The “working class-poem” calls to mind the songs of the 1936-37 Flint sit-down strike and poems written in union newsletters. If I wipe the romanticism from my eyes, I have to admit that these poems are, with few exceptions, incredibly gendered––settled into what Rebecca S. Griffin calls a “masculine vernacular.” It isn’t by accident that the poem requires that the reader connect exploitative capitalism and exploitative colonialism. Readers must negotiate why one “discourse presumes us” and another lacks “self-reflexivity” and self-recognition. Why has the working class “run from / themselves in all directions”? Throughout the collection, De’Ath presents the speaker as a laborer redefining the self (“I thought the job would be forever”) and a “we,” a collective “ourselves/ no longer recognizable,” whose invocation must elicit some degree of skepticism. These repetitions of distinct we’s within the collection beg the question of how anyone might express solidarity when the language of solidarity is refashioned for workplace productivity––a question that De’Ath complicates further in her use of form, specifically, in a series of eight sonnets foiled by a series of eight emails.
I’m curious about the space De’Ath writes into when exploring the email as a poetic or anti-poetic form. These recursive work emails, from the worker (“Yours in a muddle,/ Helen”) to the worker (“Dear Helen”) illustrate self-perpetuating labor (“I welcome the idea we were planning to hold/ To consider a vote to welcome our ideas”) and how the “we,” who is both the signator and addressee, interrogates the (im)possibility of a work/life balance. This “we” does not compartmentalize aspects of the self but interrupts:
We do have some hands but they’re cable-tied
To a letter chiselled the 12th of September,
Tied I think possibly but I don’t think I’m getting
back to me so speedily,
If the sonnet is a form of longing, the email is a form of dispossession. I find that there’s a slight sheen or impermeability to workplace jargon, perhaps because I have trained myself to disregard this kind of language, the aphoristic motivations that enshrine labor. Still, I love the aphorisms De’Ath invents here, like “WORK THAT IMPROVES ONE IS HARD TO COME BY”. Nevertheless, each of these eight email arrangements suggest dire stakes. “I don’t think I’m getting/ back to me” is the reality of the worker’s contract, how the deliverable becomes the fixed point around which we live our lives. We are living, or perhaps, more accurately, we are being prevented from living so as to honor a conceptual output, but capitalism, as the title suggests, is “Not a Force of Nature.”

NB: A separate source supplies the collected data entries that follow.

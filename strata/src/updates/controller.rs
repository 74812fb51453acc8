//! Mutation controller: every version chain of one block plus its row counters
//!
//! The controller's `RwLock<BlockState>` is the block's lock. Appends take it
//! exclusively; snapshot reads and unload delta collection take it shared.
//! Column and delete chains keep their own locks underneath.

use std::collections::BTreeMap;
use std::sync::atomic::{AtomicU64, Ordering};

use parking_lot::{RwLock, RwLockReadGuard, RwLockWriteGuard};
use roaring::RoaringBitmap;

use super::append_chain::AppendChain;
use super::column_chain::{ColumnChain, ColumnDelta};
use super::delete_chain::DeleteChain;
use super::node::NodeId;
use crate::config::WriteConflictPolicy;
use crate::txn::{Timestamp, TxnId};
use crate::{Result, StrataError, Value};

/// Row accounting of a block, guarded by the block lock
pub struct BlockState {
    /// Rows physically present in the resident batch
    pub rows: u32,
    /// Slots promised to appenders but not yet written
    pub reserved: u32,
    pub capacity: u32,
    /// No further appends accepted
    pub sealed: bool,
    pub appends: AppendChain,
}

impl BlockState {
    /// Capacity not yet written nor reserved
    pub fn remaining(&self) -> u32 {
        self.capacity.saturating_sub(self.rows).saturating_sub(self.reserved)
    }

    pub fn is_full(&self) -> bool {
        self.rows >= self.capacity
    }
}

/// A version node of one of the block's chains
#[derive(Debug, Clone, Copy, PartialEq, Eq)]
pub enum NodeTarget {
    Column { column: u16, node: NodeId },
    Delete(NodeId),
    Append(NodeId),
}

/// Materialized changes of a block: per-column updates and deleted rows
#[derive(Debug, Clone, Default, PartialEq)]
pub struct BlockDelta {
    pub columns: BTreeMap<u16, ColumnDelta>,
    pub deletes: Option<RoaringBitmap>,
}

impl BlockDelta {
    pub fn is_empty(&self) -> bool {
        self.columns.is_empty() && self.deletes.as_ref().map(|d| d.is_empty()).unwrap_or(true)
    }

    /// Layer `newer` on top: its values win per row, deleted rows are unioned
    pub fn overlay(&mut self, newer: BlockDelta) {
        for (column, delta) in newer.columns {
            let target = self.columns.entry(column).or_default();
            for (row, value) in delta.values {
                target.insert(row, value);
            }
        }
        if let Some(rows) = newer.deletes {
            *self.deletes.get_or_insert_with(RoaringBitmap::new) |= rows;
        }
    }

    pub fn update_masks(&self) -> BTreeMap<u16, RoaringBitmap> {
        self.columns.iter().map(|(c, d)| (*c, d.mask.clone())).collect()
    }

    pub fn update_values(&self) -> BTreeMap<u16, BTreeMap<u32, Value>> {
        self.columns.iter().map(|(c, d)| (*c, d.values.clone())).collect()
    }
}

pub struct MutationController {
    columns: Vec<ColumnChain>,
    deletes: DeleteChain,
    state: RwLock<BlockState>,
    /// Newest commit timestamp applied to any chain of the block
    max_visible: AtomicU64,
}

impl MutationController {
    pub fn new(num_columns: usize, capacity: u32, policy: WriteConflictPolicy) -> Self {
        Self {
            columns: (0..num_columns).map(|c| ColumnChain::new(c as u16, policy)).collect(),
            deletes: DeleteChain::new(),
            state: RwLock::new(BlockState {
                rows: 0,
                reserved: 0,
                capacity,
                sealed: false,
                appends: AppendChain::new(),
            }),
            max_visible: AtomicU64::new(0),
        }
    }

    pub fn read(&self) -> RwLockReadGuard<'_, BlockState> {
        self.state.read()
    }

    pub fn write(&self) -> RwLockWriteGuard<'_, BlockState> {
        self.state.write()
    }

    pub fn column(&self, column: u16) -> Result<&ColumnChain> {
        self.columns
            .get(column as usize)
            .ok_or_else(|| StrataError::NotFound(format!("column chain {}", column)))
    }

    pub fn num_columns(&self) -> usize {
        self.columns.len()
    }

    pub fn deletes(&self) -> &DeleteChain {
        &self.deletes
    }

    pub fn max_visible(&self) -> Timestamp {
        self.max_visible.load(Ordering::Acquire)
    }

    pub(crate) fn advance_max_visible(&self, ts: Timestamp) {
        self.max_visible.fetch_max(ts, Ordering::AcqRel);
    }

    /// Updates and deletes visible at `read_ts`
    pub fn collect_at(&self, read_ts: Timestamp) -> BlockDelta {
        let _block = self.state.read();
        let mut delta = BlockDelta::default();
        for chain in &self.columns {
            let chain = chain.read();
            if let Some(d) = chain.collect_updates(read_ts) {
                delta.columns.insert(chain.column(), d);
            }
        }
        delta.deletes = self.deletes.read().collect_deletes(read_ts);
        delta
    }

    /// Updates and deletes committed in `(start, end]`
    pub fn collect_changes_in_range(&self, start: Timestamp, end: Timestamp) -> BlockDelta {
        let _block = self.state.read();
        let mut delta = BlockDelta::default();
        for chain in &self.columns {
            let chain = chain.read();
            if let Some(d) = chain.collect_committed_in(start, end) {
                delta.columns.insert(chain.column(), d);
            }
        }
        delta.deletes = self.deletes.read().collect_committed_in(start, end);
        delta
    }

    /// Uncommitted updates and deletes of transaction `txn`
    pub fn collect_pending_of(&self, txn: TxnId) -> BlockDelta {
        let _block = self.state.read();
        let mut delta = BlockDelta::default();
        for chain in &self.columns {
            let chain = chain.read();
            if let Some(d) = chain.collect_pending_of(txn) {
                delta.columns.insert(chain.column(), d);
            }
        }
        delta.deletes = self.deletes.read().collect_pending_of(txn);
        delta
    }

    /// Rows a reader at `read_ts` sees: visible appends minus visible deletes
    pub fn visible_rows(&self, read_ts: Timestamp) -> RoaringBitmap {
        let mut rows = self.state.read().appends.visible_rows(read_ts);
        if let Some(deleted) = self.deletes.read().collect_deletes(read_ts) {
            rows -= deleted;
        }
        rows
    }

    /// Value of `row` in `column` at `read_ts` if the chain overrides the base data
    pub fn get_value(&self, column: u16, row: u32, read_ts: Timestamp) -> Result<Value> {
        self.column(column)?.get_value(row, read_ts)
    }

    /// Any chain holding an uncommitted node
    pub fn has_pending(&self) -> bool {
        self.state.read().appends.has_pending()
            || self.deletes.read().has_pending()
            || self.columns.iter().any(|c| c.read().has_pending())
    }

    // ========================================================================
    // Node lifecycle
    // ========================================================================

    pub fn prepare_node(&self, target: NodeTarget) -> Result<()> {
        match target {
            NodeTarget::Column { column, node } => self.column(column)?.write().prepare(node),
            NodeTarget::Delete(node) => self.deletes.write().prepare(node),
            NodeTarget::Append(node) => self.state.write().appends.prepare(node),
        }
    }

    pub fn commit_node(&self, target: NodeTarget, commit_ts: Timestamp) -> Result<()> {
        match target {
            NodeTarget::Column { column, node } => {
                self.column(column)?.write().commit(node, commit_ts)?
            }
            NodeTarget::Delete(node) => self.deletes.write().commit(node, commit_ts)?,
            NodeTarget::Append(node) => self.state.write().appends.commit(node, commit_ts)?,
        }
        self.advance_max_visible(commit_ts);
        Ok(())
    }

    pub fn rollback_node(&self, target: NodeTarget) -> Result<()> {
        match target {
            NodeTarget::Column { column, node } => self.column(column)?.write().rollback(node),
            NodeTarget::Delete(node) => self.deletes.write().rollback(node),
            NodeTarget::Append(node) => self.state.write().appends.rollback(node),
        }
    }
}

#[cfg(test)]
mod tests {
    use super::*;
    use crate::txn::Txn;

    fn controller() -> MutationController {
        MutationController::new(2, 8, WriteConflictPolicy::Permissive)
    }

    #[test]
    fn test_capacity_accounting() {
        let ctrl = controller();
        let mut state = ctrl.write();
        assert_eq!(state.remaining(), 8);
        state.reserved = 3;
        state.rows = 4;
        assert_eq!(state.remaining(), 1);
        state.rows = 8;
        assert!(state.is_full());
        assert_eq!(state.remaining(), 0);
    }

    #[test]
    fn test_commit_advances_max_visible_and_collects() {
        let ctrl = controller();
        let t1 = Txn::new(1, 1);
        let col = ctrl.column(1).unwrap().add_node(&t1);
        ctrl.column(1).unwrap().try_update(3, Value::Int64(9), col).unwrap();
        let del = ctrl.deletes().add_node(&t1);
        ctrl.deletes().range_delete(del, 5, 6).unwrap();
        let app = ctrl.write().appends.add_node(&t1, 0, 8);

        assert!(ctrl.has_pending());
        assert!(ctrl.collect_at(10).is_empty());

        for target in [
            NodeTarget::Column { column: 1, node: col },
            NodeTarget::Delete(del),
            NodeTarget::Append(app),
        ] {
            ctrl.prepare_node(target).unwrap();
            ctrl.commit_node(target, 4).unwrap();
        }
        assert_eq!(ctrl.max_visible(), 4);
        assert!(!ctrl.has_pending());

        let delta = ctrl.collect_at(ctrl.max_visible());
        assert_eq!(delta.columns[&1].values[&3], Value::Int64(9));
        assert_eq!(delta.deletes.as_ref().unwrap().len(), 2);
        assert_eq!(delta.update_masks()[&1].len(), 1);

        assert_eq!(ctrl.collect_changes_in_range(1, 4), delta);
        assert!(ctrl.collect_changes_in_range(4, 9).is_empty());

        let visible = ctrl.visible_rows(4);
        assert_eq!(visible.iter().collect::<Vec<_>>(), vec![0, 1, 2, 3, 4, 7]);
        assert!(ctrl.visible_rows(3).is_empty());
        assert!(ctrl.column(2).is_err());
    }

    #[test]
    fn test_pending_of_one_txn_overlays_committed() {
        let ctrl = controller();
        let t1 = Txn::new(1, 1);
        let n1 = ctrl.column(1).unwrap().add_node(&t1);
        ctrl.column(1).unwrap().try_update(2, Value::Int64(1), n1).unwrap();
        ctrl.column(1).unwrap().try_update(3, Value::Int64(1), n1).unwrap();
        let d1 = ctrl.deletes().add_node(&t1);
        ctrl.deletes().range_delete(d1, 0, 0).unwrap();
        for target in [NodeTarget::Column { column: 1, node: n1 }, NodeTarget::Delete(d1)] {
            ctrl.prepare_node(target).unwrap();
            ctrl.commit_node(target, 2).unwrap();
        }

        let own = Txn::new(2, 3);
        let other = Txn::new(3, 4);
        let n2 = ctrl.column(1).unwrap().add_node(&own);
        ctrl.column(1).unwrap().try_update(3, Value::Int64(7), n2).unwrap();
        let d2 = ctrl.deletes().add_node(&own);
        ctrl.deletes().range_delete(d2, 5, 5).unwrap();
        let n3 = ctrl.column(0).unwrap().add_node(&other);
        ctrl.column(0).unwrap().try_update(4, Value::Int64(8), n3).unwrap();

        let pending = ctrl.collect_pending_of(own.id());
        assert!(!pending.columns.contains_key(&0));
        assert_eq!(pending.columns[&1].values.len(), 1);
        assert_eq!(pending.deletes.as_ref().unwrap().iter().collect::<Vec<_>>(), vec![5]);

        let mut delta = ctrl.collect_changes_in_range(1, 2);
        delta.overlay(pending);
        assert_eq!(delta.columns[&1].values[&2], Value::Int64(1));
        assert_eq!(delta.columns[&1].values[&3], Value::Int64(7));
        assert_eq!(delta.deletes.unwrap().iter().collect::<Vec<_>>(), vec![0, 5]);
        assert!(ctrl.collect_pending_of(9).is_empty());
    }

    #[test]
    fn test_rollback_node() {
        let ctrl = controller();
        let t1 = Txn::new(1, 1);
        let col = ctrl.column(0).unwrap().add_node(&t1);
        ctrl.column(0).unwrap().try_update(0, Value::Int64(1), col).unwrap();
        ctrl.rollback_node(NodeTarget::Column { column: 0, node: col }).unwrap();
        assert!(!ctrl.has_pending());
        assert!(ctrl.get_value(0, 0, 1).unwrap_err().is_not_found());
        assert_eq!(ctrl.max_visible(), 0);
    }
}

De’Ath’s collection interrogates how institutional logics make institutional structures appear as ingrained facts of the world. I’m reminded of a much loved Ursula LeGuin quote: “We live in capitalism. Its power seems inescapable. So did the divine right of kings.” Often I see it quoted as such, with the most essential part curtailed. LeGuin continues to assert: “Any human power can be resisted and changed by human beings.” Not a Force of Nature insists that we, as readers and workers, put forth not only inchoate desires but actionable political demands. What do we choose for our modes of resistance? De’Ath’s poems push us further toward absurd––an email to and from everyone, an email to and from Father Christmas––and revolutionary (“First there was piece work/ then there was wage-labour/ we should not allow this”) possibilities. In bringing the reader to a generative and speculative space, Not a Force of Nature explores the potential of “the working class poem,” and what might come after, in a collection deeply rooted in resistance.